# Record extracts
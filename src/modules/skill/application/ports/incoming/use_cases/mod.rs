mod add_skills;
mod get_skills;

pub use add_skills::{AddSkillsError, AddSkillsUseCase};
pub use get_skills::{GetSkillsError, GetSkillsUseCase, ProjectSkills};
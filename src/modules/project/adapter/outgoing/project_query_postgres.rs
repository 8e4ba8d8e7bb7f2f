use async_trait::async_trait;
use sea_orm::{ColumnTrait, DatabaseConnection, DbErr, EntityTrait, QueryFilter, QueryOrder};
use std::sync::Arc;
use uuid::Uuid;

use crate::modules::project::adapter::outgoing::sea_orm_entity::projects::{
    Column, Entity, Model,
};
use crate::modules::project::application::domain::entities::Project;
use crate::modules::project::application::ports::outgoing::{ProjectQuery, ProjectQueryError};

#[derive(Clone)]
pub struct ProjectQueryPostgres {
    db: Arc<DatabaseConnection>,
}

impl ProjectQueryPostgres {
    pub fn new(db: Arc<DatabaseConnection>) -> Self {
        Self { db }
    }
}

#[async_trait]
impl ProjectQuery for ProjectQueryPostgres {
    async fn list(&self) -> Result<Vec<Project>, ProjectQueryError> {
        let models = Entity::find()
            .order_by_desc(Column::CreatedAt)
            .order_by_desc(Column::Id)
            .all(&*self.db)
            .await
            .map_err(map_db_err)?;

        to_domain_list(models)
    }

    async fn get_by_id(&self, project_id: Uuid) -> Result<Option<Project>, ProjectQueryError> {
        let model = Entity::find_by_id(project_id)
            .one(&*self.db)
            .await
            .map_err(map_db_err)?;

        model
            .map(|m| m.to_domain())
            .transpose()
            .map_err(|e| ProjectQueryError::SerializationError(e.to_string()))
    }

    async fn list_by_ids(&self, ids: &[Uuid]) -> Result<Vec<Project>, ProjectQueryError> {
        if ids.is_empty() {
            return Ok(Vec::new());
        }

        let models = Entity::find()
            .filter(Column::Id.is_in(ids.iter().copied()))
            .order_by_desc(Column::CreatedAt)
            .order_by_desc(Column::Id)
            .all(&*self.db)
            .await
            .map_err(map_db_err)?;

        to_domain_list(models)
    }
}

fn to_domain_list(models: Vec<Model>) -> Result<Vec<Project>, ProjectQueryError> {
    models
        .iter()
        .map(Model::to_domain)
        .collect::<Result<Vec<_>, _>>()
        .map_err(|e| ProjectQueryError::SerializationError(e.to_string()))
}

fn map_db_err(e: DbErr) -> ProjectQueryError {
    ProjectQueryError::DatabaseError(e.to_string())
}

# Task statement
State the number of lines in the data above containing the string "filename" and nothing more.

# Reply
2